- INSTRUCTIONS FOR THE TASK: Repeat exactly the lines of the listing below, please, starting with the first and ending with the line containing "and how they"; leave out the rest.
=== Begin Enclosure ===
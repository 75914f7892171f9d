//! # card-forest
//!
//! A solitaire card game engine.
//!
//! ## Design Principles
//!
//! 1. **Logic Before Display**: Every stack mutation runs on the logical
//!    cards at once and is logged. The display mirrors catch up when the
//!    log is flushed, replaying operations in the order they were issued.
//!
//! 2. **Rules as Objects**: Each stack carries a `Behavior` that reacts to
//!    clicks. Games differ only in the behaviors they attach and how they
//!    deal.
//!
//! 3. **No Globals**: The board (stacks, selection, log) is passed to every
//!    behavior call explicitly, so a test can build a fresh one.
//!
//! ## Architecture
//!
//! - **One Logic Thread**: Input is handed over through a single-slot
//!   queue. Each event is dispatched, flushed and animated to completion
//!   before the next one is taken.
//!
//! - **Fixed-Rate Animation**: Slides and drags are paced by a frame
//!   scheduler that catches up on late frames with a bounded number of
//!   silent updates.
//!
//! - **Persistent Display Mirrors**: Display cards live in `im` vectors, so
//!   a renderer can keep a snapshot at no cost.
//!
//! ## Modules
//!
//! - `core`: Cards, decks, geometry, RNG, configuration, errors
//! - `stack`: Stacks, display mirrors, operations and the table arena
//! - `rules`: Sequence checkers and behaviors
//! - `interaction`: Selection and drag tracking
//! - `motion`: Motions, slide animation, frame scheduler
//! - `board`: Table + selection, the state behaviors act on
//! - `session`: Click and drag dispatch for one game
//! - `runtime`: Input queue and the logic-thread event loop
//! - `snapshot`: Save/restore of the logical state
//! - `games`: Klondike and Two Stacks

pub mod core;
pub mod stack;
pub mod rules;
pub mod interaction;
pub mod motion;
pub mod board;
pub mod session;
pub mod runtime;
pub mod snapshot;
pub mod games;

// Re-export commonly used types
pub use crate::core::{
    Card, Color, Rank, Suit, Deck, DECK_SIZE,
    Point, Rect,
    GameRng, GameRngState,
    CardMetrics, EngineConfig, EngineError,
};

pub use crate::stack::{Operation, OperationLog, Stack, StackId, StackView, Table};

pub use crate::rules::{
    Behavior, DefaultBehavior, RuleGroup,
    SequenceChecker, AscendingSameSuit, DescendingAlternating,
};

pub use crate::interaction::{DragMotion, DragTracker, Selection};

pub use crate::motion::{
    Motion, MotionDriver, SlideMotion,
    Surface, Renderer,
    Clock, SystemClock, FrameScheduler, FrameStats, InstantDriver,
};

pub use crate::board::Board;
pub use crate::session::GameSession;
pub use crate::runtime::{input_channel, GameLoop, InputEvent, InputSender};
pub use crate::snapshot::TableSnapshot;
pub use crate::games::{GameVariant, Klondike, TwoStacks};
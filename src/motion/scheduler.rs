//! Motion drivers.
//!
//! [`FrameScheduler`] paces a motion at a fixed frame rate:
//!
//! 1. `init`; return at once if the motion is already done
//! 2. update, render, and sleep whatever is left of the frame period
//! 3. when a frame overruns, bank the overrun; once the bank exceeds a full
//!    period, run silent updates (no render) to catch up, at most
//!    `max_frame_skips` per cycle
//! 4. after `no_delays_per_yield` overruns in a row, yield the thread
//!
//! Sleeping is measured, and any over-sleep is taken off the next frame.
//! The catch-up bound keeps a slow renderer from turning one late frame
//! into a burst of invisible updates.

use std::time::{Duration, Instant};

use log::{debug, trace};
use serde::{Deserialize, Serialize};

use super::{Motion, MotionDriver, Renderer};
use crate::board::Board;
use crate::core::EngineConfig;

/// Time source for the scheduler.
pub trait Clock {
    /// Time elapsed since some fixed origin.
    fn now(&self) -> Duration;

    fn sleep(&mut self, duration: Duration);

    /// Give other threads a chance to run.
    fn yield_now(&mut self) {}
}

/// Wall clock.
#[derive(Clone, Copy, Debug)]
pub struct SystemClock {
    origin: Instant,
}

impl SystemClock {
    #[must_use]
    pub fn new() -> Self {
        Self { origin: Instant::now() }
    }
}

impl Default for SystemClock {
    fn default() -> Self {
        Self::new()
    }
}

impl Clock for SystemClock {
    fn now(&self) -> Duration {
        self.origin.elapsed()
    }

    fn sleep(&mut self, duration: Duration) {
        std::thread::sleep(duration);
    }

    fn yield_now(&mut self) {
        std::thread::yield_now();
    }
}

/// Counters accumulated across played motions.
#[derive(Clone, Copy, Debug, Default, PartialEq, Eq, Serialize, Deserialize)]
pub struct FrameStats {
    /// Motions that got past `init`.
    pub motions_played: u64,
    /// Updates followed by a render.
    pub frames_rendered: u64,
    /// Catch-up updates without a render.
    pub silent_updates: u64,
    /// Frames that took longer than the period.
    pub overrun_frames: u64,
}

impl FrameStats {
    pub fn reset(&mut self) {
        *self = Self::default();
    }
}

/// Fixed-rate motion driver.
pub struct FrameScheduler<C: Clock, R: Renderer> {
    clock: C,
    renderer: R,
    period: i64,
    max_frame_skips: u32,
    no_delays_per_yield: u32,
    stats: FrameStats,
}

impl<C: Clock, R: Renderer> FrameScheduler<C, R> {
    #[must_use]
    pub fn new(config: &EngineConfig, clock: C, renderer: R) -> Self {
        assert!(config.fps > 0, "Frame rate must be positive");
        Self {
            clock,
            renderer,
            period: config.period_nanos() as i64,
            max_frame_skips: config.max_frame_skips,
            no_delays_per_yield: config.no_delays_per_yield.max(1),
            stats: FrameStats::default(),
        }
    }

    #[must_use]
    pub fn stats(&self) -> FrameStats {
        self.stats
    }

    pub fn reset_stats(&mut self) {
        self.stats.reset();
    }

    #[must_use]
    pub fn renderer(&self) -> &R {
        &self.renderer
    }

    pub fn renderer_mut(&mut self) -> &mut R {
        &mut self.renderer
    }

    #[must_use]
    pub fn clock(&self) -> &C {
        &self.clock
    }

    /// Frame period.
    #[must_use]
    pub fn period(&self) -> Duration {
        Duration::from_nanos(self.period as u64)
    }

    fn nanos(&self) -> i64 {
        self.clock.now().as_nanos() as i64
    }
}

impl<C: Clock, R: Renderer> MotionDriver for FrameScheduler<C, R> {
    fn play(&mut self, motion: &mut dyn Motion, board: &mut Board) {
        motion.init(board);
        if motion.is_done() {
            return;
        }
        self.stats.motions_played += 1;

        let period = self.period;
        let mut over_sleep: i64 = 0;
        let mut no_delays: u32 = 0;
        let mut excess: i64 = 0;
        let mut before = self.nanos();

        loop {
            motion.update_frame(board);
            self.renderer.paint(board, Some(&*motion));
            self.stats.frames_rendered += 1;
            if motion.is_done() {
                return;
            }

            let after = self.nanos();
            let sleep = period - (after - before) - over_sleep;
            if sleep > 0 {
                self.clock.sleep(Duration::from_nanos(sleep as u64));
                over_sleep = (self.nanos() - after) - sleep;
            } else {
                excess -= sleep;
                over_sleep = 0;
                self.stats.overrun_frames += 1;
                no_delays += 1;
                if no_delays >= self.no_delays_per_yield {
                    trace!("yielding after {} overrun frames", no_delays);
                    self.clock.yield_now();
                    no_delays = 0;
                }
            }

            before = self.nanos();

            let mut skips = 0;
            while excess > period && skips < self.max_frame_skips {
                excess -= period;
                motion.update_frame(board);
                self.stats.silent_updates += 1;
                skips += 1;
                if motion.is_done() {
                    debug!("motion finished during catch-up");
                    return;
                }
            }
        }
    }
}

/// Runs motions to completion without rendering or waiting.
///
/// A drag motion only finishes once its tracker has ended, so this driver
/// must not be handed a drag that is still in progress.
#[derive(Clone, Copy, Debug, Default)]
pub struct InstantDriver;

impl MotionDriver for InstantDriver {
    fn play(&mut self, motion: &mut dyn Motion, board: &mut Board) {
        motion.init(board);
        while !motion.is_done() {
            motion.update_frame(board);
        }
    }
}

#[cfg(test)]
mod tests {
    use super::*;
    use crate::motion::Surface;
    use std::cell::Cell;
    use std::rc::Rc;

    /// Clock advanced only by sleeping or by the renderer.
    #[derive(Clone, Default)]
    struct ManualClock {
        now: Rc<Cell<u64>>,
        yields: Rc<Cell<u32>>,
    }

    impl Clock for ManualClock {
        fn now(&self) -> Duration {
            Duration::from_nanos(self.now.get())
        }

        fn sleep(&mut self, duration: Duration) {
            self.now.set(self.now.get() + duration.as_nanos() as u64);
        }

        fn yield_now(&mut self) {
            self.yields.set(self.yields.get() + 1);
        }
    }

    /// Renderer whose every paint costs a fixed amount of clock time.
    struct CostlyRenderer {
        clock: ManualClock,
        cost: u64,
    }

    impl Renderer for CostlyRenderer {
        fn paint(&mut self, _board: &Board, _motion: Option<&dyn Motion>) {
            self.clock.now.set(self.clock.now.get() + self.cost);
        }
    }

    /// Finishes after a fixed number of updates.
    struct Countdown {
        left: u32,
        updates: u32,
    }

    impl Motion for Countdown {
        fn init(&mut self, _board: &mut Board) {}

        fn update_frame(&mut self, _board: &mut Board) {
            self.updates += 1;
            self.left = self.left.saturating_sub(1);
        }

        fn draw(&self, _surface: &mut dyn Surface) {}

        fn is_done(&self) -> bool {
            self.left == 0
        }
    }

    fn scheduler(cost: u64) -> (FrameScheduler<ManualClock, CostlyRenderer>, ManualClock) {
        let clock = ManualClock::default();
        let renderer = CostlyRenderer { clock: clock.clone(), cost };
        let config = EngineConfig::default().with_fps(10);
        (FrameScheduler::new(&config, clock.clone(), renderer), clock)
    }

    #[test]
    fn test_fast_frames_sleep_to_period() {
        let (mut sched, clock) = scheduler(1_000_000);
        let mut board = Board::new(EngineConfig::default().with_seed(0)).unwrap();
        let mut motion = Countdown { left: 5, updates: 0 };

        sched.play(&mut motion, &mut board);

        let stats = sched.stats();
        assert_eq!(stats.frames_rendered, 5);
        assert_eq!(stats.silent_updates, 0);
        assert_eq!(stats.overrun_frames, 0);
        // Four full periods slept through, plus the last frame's paint
        assert_eq!(clock.now.get(), 4 * 100_000_000 + 1_000_000);
    }

    #[test]
    fn test_slow_frames_catch_up_with_bound() {
        // Every paint takes 3.5 periods
        let (mut sched, _clock) = scheduler(350_000_000);
        let mut board = Board::new(EngineConfig::default().with_seed(0)).unwrap();
        let mut motion = Countdown { left: 40, updates: 0 };

        sched.play(&mut motion, &mut board);

        let stats = sched.stats();
        assert_eq!(u64::from(motion.updates), stats.frames_rendered + stats.silent_updates);
        assert!(stats.silent_updates > 0);
        assert!(stats.silent_updates <= stats.frames_rendered * 5);
        // Every measured frame overran; the final one may not get measured
        assert!(stats.overrun_frames <= stats.frames_rendered);
        assert!(stats.overrun_frames + 1 >= stats.frames_rendered);
    }

    #[test]
    fn test_catch_up_never_exceeds_max_skips_per_cycle() {
        let clock = ManualClock::default();
        // Each paint costs 50 periods
        let renderer = CostlyRenderer { clock: clock.clone(), cost: 5_000_000_000 };
        let config = EngineConfig::default().with_fps(10).with_max_frame_skips(2);
        let mut sched = FrameScheduler::new(&config, clock, renderer);
        let mut board = Board::new(EngineConfig::default().with_seed(0)).unwrap();
        let mut motion = Countdown { left: 30, updates: 0 };

        sched.play(&mut motion, &mut board);

        let stats = sched.stats();
        assert!(stats.silent_updates <= stats.frames_rendered * 2);
        assert_eq!(u64::from(motion.updates), stats.frames_rendered + stats.silent_updates);
    }

    #[test]
    fn test_yields_after_consecutive_overruns() {
        let (mut sched, clock) = scheduler(150_000_000);
        let mut board = Board::new(EngineConfig::default().with_seed(0)).unwrap();
        let mut motion = Countdown { left: 60, updates: 0 };

        sched.play(&mut motion, &mut board);

        assert!(sched.stats().overrun_frames >= 16);
        assert!(clock.yields.get() >= 1);
    }

    #[test]
    fn test_done_after_init_is_not_played() {
        let (mut sched, clock) = scheduler(1_000_000);
        let mut board = Board::new(EngineConfig::default().with_seed(0)).unwrap();
        let mut motion = Countdown { left: 0, updates: 0 };

        sched.play(&mut motion, &mut board);

        assert_eq!(sched.stats(), FrameStats::default());
        assert_eq!(clock.now.get(), 0);
        assert_eq!(motion.updates, 0);
    }

    #[test]
    fn test_instant_driver() {
        let mut board = Board::new(EngineConfig::default().with_seed(0)).unwrap();
        let mut motion = Countdown { left: 7, updates: 0 };
        InstantDriver.play(&mut motion, &mut board);
        assert_eq!(motion.updates, 7);
    }
}
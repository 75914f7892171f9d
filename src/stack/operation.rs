//! Two-phase stack operations and the log that replays them.
//!
//! Every mutation of a stack is an `Operation`. Its logical phase runs on
//! the stack's real cards as soon as it is issued; the operation is then
//! appended to the table's `OperationLog`. When the game loop flushes the
//! log, each operation replays its display phase against the stack's
//! `StackView`, in issue order.
//!
//! The log exists because logic runs ahead of display: by the time the
//! second of two moves is issued, the first has not been drawn yet. Replaying
//! in FIFO order keeps the display consistent with the logical end state.
//!
//! ```
//! use card_forest::board::Board;
//! use card_forest::core::{Deck, EngineConfig};
//! use card_forest::motion::InstantDriver;
//!
//! let mut board = Board::new(EngineConfig::default().with_seed(1)).unwrap();
//! let a = board.table_mut().add_stack(0.2, 0.5, false);
//! let b = board.table_mut().add_stack(0.8, 0.5, false);
//! board.table_mut().load(a, Deck::standard()).unwrap();
//! board.table_mut().move_to(a, b, 3, false).unwrap();
//!
//! // Logic already moved; the display waits for the flush
//! assert_eq!(board.table().stack(b).unwrap().len(), 3);
//! assert_eq!(board.table().stack(b).unwrap().view().len(), 0);
//!
//! board.flush(&mut InstantDriver);
//! assert_eq!(board.table().stack(b).unwrap().view().len(), 3);
//! ```

use std::collections::VecDeque;

use im::Vector;
use log::{trace, warn};

use super::{StackId, Table};
use crate::board::Board;
use crate::core::Card;
use crate::motion::{MotionDriver, SlideMotion};

/// A logged stack mutation.
#[derive(Clone, Debug, PartialEq)]
pub enum Operation {
    /// Put fresh cards on top of a stack.
    Load { stack: StackId, cards: Vec<Card> },

    /// Shuffle a stack. `shuffled` is filled in by the logical phase with a
    /// copy of the resulting order for the display phase.
    Shuffle { stack: StackId, shuffled: Vec<Card> },

    /// Move the top `count` cards of `src` onto `dst`, keeping their order.
    /// Non-immediate moves animate during the display phase.
    Move {
        src: StackId,
        dst: StackId,
        count: usize,
        immediate: bool,
    },

    /// Flip the top card, if any.
    FlipTop { stack: StackId },

    /// Set every card of a stack face up or face down.
    SetAllFaceUp { stack: StackId, face_up: bool },

    /// Remove every card.
    Clear { stack: StackId },
}

impl Operation {
    /// The stack the operation was issued on.
    #[must_use]
    pub fn source(&self) -> StackId {
        match self {
            Operation::Load { stack, .. }
            | Operation::Shuffle { stack, .. }
            | Operation::FlipTop { stack }
            | Operation::SetAllFaceUp { stack, .. }
            | Operation::Clear { stack } => *stack,
            Operation::Move { src, .. } => *src,
        }
    }

    /// Run the logical phase against the table's real cards.
    ///
    /// Ids and counts are validated by the issuing `Table` method.
    pub(crate) fn run_logic(&mut self, table: &mut Table) {
        match self {
            Operation::Load { stack, cards } => {
                table.cards_mut(*stack).extend(cards.iter().copied());
            }
            Operation::Shuffle { stack, shuffled } => {
                let mut cards = std::mem::take(table.cards_mut(*stack));
                table.rng_mut().shuffle(&mut cards);
                *shuffled = cards.clone();
                *table.cards_mut(*stack) = cards;
            }
            Operation::Move { src, dst, count, .. } => {
                let from = table.cards_mut(*src);
                let moved = from.split_off(from.len() - *count);
                table.cards_mut(*dst).extend(moved);
            }
            Operation::FlipTop { stack } => {
                if let Some(top) = table.cards_mut(*stack).last_mut() {
                    top.flip();
                }
            }
            Operation::SetAllFaceUp { stack, face_up } => {
                for card in table.cards_mut(*stack).iter_mut() {
                    card.set_face_up(*face_up);
                }
            }
            Operation::Clear { stack } => table.cards_mut(*stack).clear(),
        }
    }

    /// Run the display phase against the stack views.
    pub(crate) fn replay(self, board: &mut Board, driver: &mut dyn MotionDriver) {
        trace!("replaying {:?}", self);
        match self {
            Operation::Load { stack, cards } => {
                let view = board.table_mut().view_mut(stack);
                view.cards.extend(cards);
                view.update_bounds();
            }
            Operation::Shuffle { stack, shuffled } => {
                let view = board.table_mut().view_mut(stack);
                view.cards = Vector::from(shuffled);
            }
            Operation::Move { src, dst, count, immediate: true } => {
                let table = board.table_mut();
                let from = table.view_mut(src);
                let available = from.cards.len();
                if available < count {
                    warn!("display of {} holds {} cards, expected {}", src, available, count);
                }
                let moved = from.cards.split_off(available - count.min(available));
                from.update_bounds();
                let to = table.view_mut(dst);
                to.cards.append(moved);
                to.update_bounds();
            }
            Operation::Move { src, dst, count, immediate: false } => {
                let mut slide = SlideMotion::new(src, dst, count, board.config());
                driver.play(&mut slide, board);
                let table = board.table_mut();
                table.view_mut(src).update_bounds();
                table.view_mut(dst).update_bounds();
            }
            Operation::FlipTop { stack } => {
                let view = board.table_mut().view_mut(stack);
                if let Some(i) = view.cards.len().checked_sub(1) {
                    if let Some(top) = view.cards.get_mut(i) {
                        top.flip();
                    }
                }
            }
            Operation::SetAllFaceUp { stack, face_up } => {
                let view = board.table_mut().view_mut(stack);
                for card in view.cards.iter_mut() {
                    card.set_face_up(face_up);
                }
            }
            Operation::Clear { stack } => {
                let view = board.table_mut().view_mut(stack);
                view.cards.clear();
                view.update_bounds();
            }
        }
    }
}

/// FIFO of operations whose display phase has not run yet.
///
/// Owned by a single `Table` and touched only by the thread that owns it.
#[derive(Clone, Debug, Default)]
pub struct OperationLog {
    pending: VecDeque<Operation>,
}

impl OperationLog {
    #[must_use]
    pub fn new() -> Self {
        Self::default()
    }

    pub(crate) fn push(&mut self, op: Operation) {
        self.pending.push_back(op);
    }

    pub(crate) fn pop(&mut self) -> Option<Operation> {
        self.pending.pop_front()
    }

    #[must_use]
    pub fn len(&self) -> usize {
        self.pending.len()
    }

    #[must_use]
    pub fn is_empty(&self) -> bool {
        self.pending.is_empty()
    }

    /// Pending operations, oldest first.
    pub fn iter(&self) -> impl Iterator<Item = &Operation> {
        self.pending.iter()
    }

    /// Drop every pending operation without replaying it.
    pub fn clear(&mut self) {
        self.pending.clear();
    }
}

#[cfg(test)]
mod tests {
    use super::*;

    #[test]
    fn test_log_is_fifo() {
        let mut log = OperationLog::new();
        assert!(log.is_empty());

        log.push(Operation::FlipTop { stack: StackId::new(0) });
        log.push(Operation::Clear { stack: StackId::new(1) });

        assert_eq!(log.len(), 2);
        assert_eq!(log.pop(), Some(Operation::FlipTop { stack: StackId::new(0) }));
        assert_eq!(log.pop(), Some(Operation::Clear { stack: StackId::new(1) }));
        assert_eq!(log.pop(), None);
    }

    #[test]
    fn test_source() {
        let op = Operation::Move {
            src: StackId::new(3),
            dst: StackId::new(4),
            count: 1,
            immediate: false,
        };
        assert_eq!(op.source(), StackId::new(3));
        assert_eq!(Operation::Clear { stack: StackId::new(2) }.source(), StackId::new(2));
    }
}
//! The logic thread.
//!
//! Input arrives through a single-slot queue: a producer posting while an
//! event is still waiting blocks until the logic thread takes it. The
//! [`GameLoop`] owns the game and handles one event at a time, flushing the
//! operation log and playing every animation before it takes the next one.
//!
//! ```no_run
//! use std::thread;
//! use card_forest::core::{EngineConfig, Point};
//! use card_forest::games::Klondike;
//! use card_forest::motion::{FrameScheduler, Motion, Renderer, SystemClock};
//! use card_forest::board::Board;
//! use card_forest::runtime::{input_channel, GameLoop, InputEvent};
//! use card_forest::session::GameSession;
//!
//! struct Headless;
//!
//! impl Renderer for Headless {
//!     fn paint(&mut self, _board: &Board, _motion: Option<&dyn Motion>) {}
//! }
//!
//! let (input, events) = input_channel();
//! let logic = thread::spawn(move || {
//!     let config = EngineConfig::default();
//!     let session = GameSession::<Klondike>::new(config.clone()).unwrap();
//!     let scheduler = FrameScheduler::new(&config, SystemClock::new(), Headless);
//!     GameLoop::new(session, scheduler, events).run()
//! });
//!
//! input.post(InputEvent::Resize { width: 800, height: 600 }).unwrap();
//! input.post(InputEvent::Start).unwrap();
//! input.post(InputEvent::Click { point: Point::new(80, 60), clicks: 1 }).unwrap();
//! input.post(InputEvent::Shutdown).unwrap();
//! logic.join().unwrap().unwrap();
//! ```

use std::sync::mpsc::{self, Receiver, SyncSender, TrySendError};

use log::{debug, error, info};

use crate::core::{EngineError, Point};
use crate::games::GameVariant;
use crate::interaction::{DragMotion, DragTracker};
use crate::motion::{Clock, FrameScheduler, MotionDriver, Renderer};
use crate::session::GameSession;

/// Status shown once the game is won.
pub const GAME_DONE: &str = "GAME DONE";

/// Events delivered to the logic thread.
#[derive(Clone, Debug)]
pub enum InputEvent {
    /// Deal the first game and start accepting clicks. Ignored once a
    /// game is dealt.
    Start,
    /// Repaint.
    Paint,
    /// Throw the current game away and deal a new one.
    Deal,
    Resize { width: i32, height: i32 },
    /// Pointer click; `clicks > 1` for the last click of a rapid series.
    Click { point: Point, clicks: u32 },
    /// A drag has started. The producer keeps updating the tracker.
    Drag(DragTracker),
    /// Stop the loop.
    Shutdown,
}

/// Producer side of the input queue.
#[derive(Clone, Debug)]
pub struct InputSender {
    tx: SyncSender<InputEvent>,
}

impl InputSender {
    /// Post an event, blocking while the queue is full.
    pub fn post(&self, event: InputEvent) -> Result<(), EngineError> {
        self.tx.send(event).map_err(|_| EngineError::InputClosed)
    }

    /// Post an event only if the queue has room. Returns whether it was
    /// accepted.
    pub fn offer(&self, event: InputEvent) -> Result<bool, EngineError> {
        match self.tx.try_send(event) {
            Ok(()) => Ok(true),
            Err(TrySendError::Full(_)) => Ok(false),
            Err(TrySendError::Disconnected(_)) => Err(EngineError::InputClosed),
        }
    }
}

/// Create the single-slot input queue.
#[must_use]
pub fn input_channel() -> (InputSender, Receiver<InputEvent>) {
    let (tx, rx) = mpsc::sync_channel(1);
    (InputSender { tx }, rx)
}

/// Event loop owning one game.
pub struct GameLoop<V: GameVariant, C: Clock, R: Renderer> {
    session: GameSession<V>,
    scheduler: FrameScheduler<C, R>,
    events: Receiver<InputEvent>,
    started: bool,
    running: bool,
}

impl<V: GameVariant, C: Clock, R: Renderer> GameLoop<V, C, R> {
    #[must_use]
    pub fn new(session: GameSession<V>, scheduler: FrameScheduler<C, R>, events: Receiver<InputEvent>) -> Self {
        Self {
            session,
            scheduler,
            events,
            started: false,
            running: false,
        }
    }

    #[must_use]
    pub fn session(&self) -> &GameSession<V> {
        &self.session
    }

    #[must_use]
    pub fn scheduler(&self) -> &FrameScheduler<C, R> {
        &self.scheduler
    }

    /// Whether the first game has been dealt.
    #[must_use]
    pub fn is_started(&self) -> bool {
        self.started
    }

    /// Whether clicks and drags are being accepted.
    #[must_use]
    pub fn is_running(&self) -> bool {
        self.running
    }

    /// Handle events until `Shutdown` or until every sender is dropped.
    pub fn run(&mut self) -> Result<(), EngineError> {
        while let Ok(event) = self.events.recv() {
            match self.handle(event) {
                Ok(true) => {}
                Ok(false) => break,
                Err(err) => {
                    error!("game loop stopped: {}", err);
                    return Err(err);
                }
            }
        }
        info!("game loop finished");
        Ok(())
    }

    /// Handle one event. Returns `false` on `Shutdown`.
    pub fn handle(&mut self, event: InputEvent) -> Result<bool, EngineError> {
        match event {
            InputEvent::Start if self.started => {
                debug!("ignoring start, a game is already dealt");
            }
            InputEvent::Start => {
                self.started = true;
                self.running = true;
                self.session.deal()?;
                self.settle();
                self.check_game_won();
            }
            InputEvent::Paint => self.paint(),
            InputEvent::Deal => {
                self.started = true;
                self.running = true;
                self.scheduler.renderer_mut().set_status(None);
                self.session.redeal()?;
                self.settle();
                self.check_game_won();
            }
            InputEvent::Resize { width, height } => self.session.dispatch_resize(width, height)?,
            InputEvent::Click { point, clicks } if self.running => {
                self.session.dispatch_click(point, clicks > 1, &mut self.scheduler)?;
                self.settle();
                self.check_game_won();
            }
            InputEvent::Drag(tracker) if self.running => {
                self.handle_drag(tracker)?;
                self.check_game_won();
            }
            InputEvent::Click { .. } | InputEvent::Drag(_) => {
                debug!("ignoring input, game is not running");
            }
            InputEvent::Shutdown => return Ok(false),
        }
        Ok(true)
    }

    fn handle_drag(&mut self, tracker: DragTracker) -> Result<(), EngineError> {
        let start = tracker.start();

        if self.session.board().selection().is_held()
            && !self.session.board_mut().selection_bounds().contains(start)
        {
            // Dragging something other than the held cards
            self.session.board_mut().select_end(None)?;
            self.settle();
        }

        if !self.session.board().selection().is_held() {
            self.session.dispatch_click(start, false, &mut self.scheduler)?;
            self.settle();
        }

        if self.session.board().selection().is_held() {
            let mut motion = DragMotion::new(tracker);
            self.scheduler.play(&mut motion, self.session.board_mut());
            let bounds = self.session.board_mut().selection_bounds();
            self.session.dispatch_drag(bounds)?;
            self.settle();
        }
        Ok(())
    }

    /// Flush the log through the scheduler, then repaint.
    fn settle(&mut self) {
        self.session.board_mut().flush(&mut self.scheduler);
        self.paint();
    }

    fn paint(&mut self) {
        self.scheduler.renderer_mut().paint(self.session.board(), None);
    }

    fn check_game_won(&mut self) {
        if self.session.is_game_won() {
            info!("{} won", self.session.variant().name());
            self.running = false;
            self.scheduler.renderer_mut().set_status(Some(GAME_DONE));
        }
    }
}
=== End Enclosure ===
- ANSWER BOX:
repository 75914f7892171f9d
//! # card-forest
//!
//! A solitaire card game engine.
//!
//! ## Design Principles
//!
//! 1. **Logic Before Display**: Every stack mutation runs on the logical
//!    cards at once and is logged. The display mirrors catch up when the
//!    log is flushed, replaying operations in the order they were issued.
//!
//! 2. **Rules as Objects**: Each stack carries a `Behavior` that reacts to
//!    clicks. Games differ only in the behaviors they attach and how they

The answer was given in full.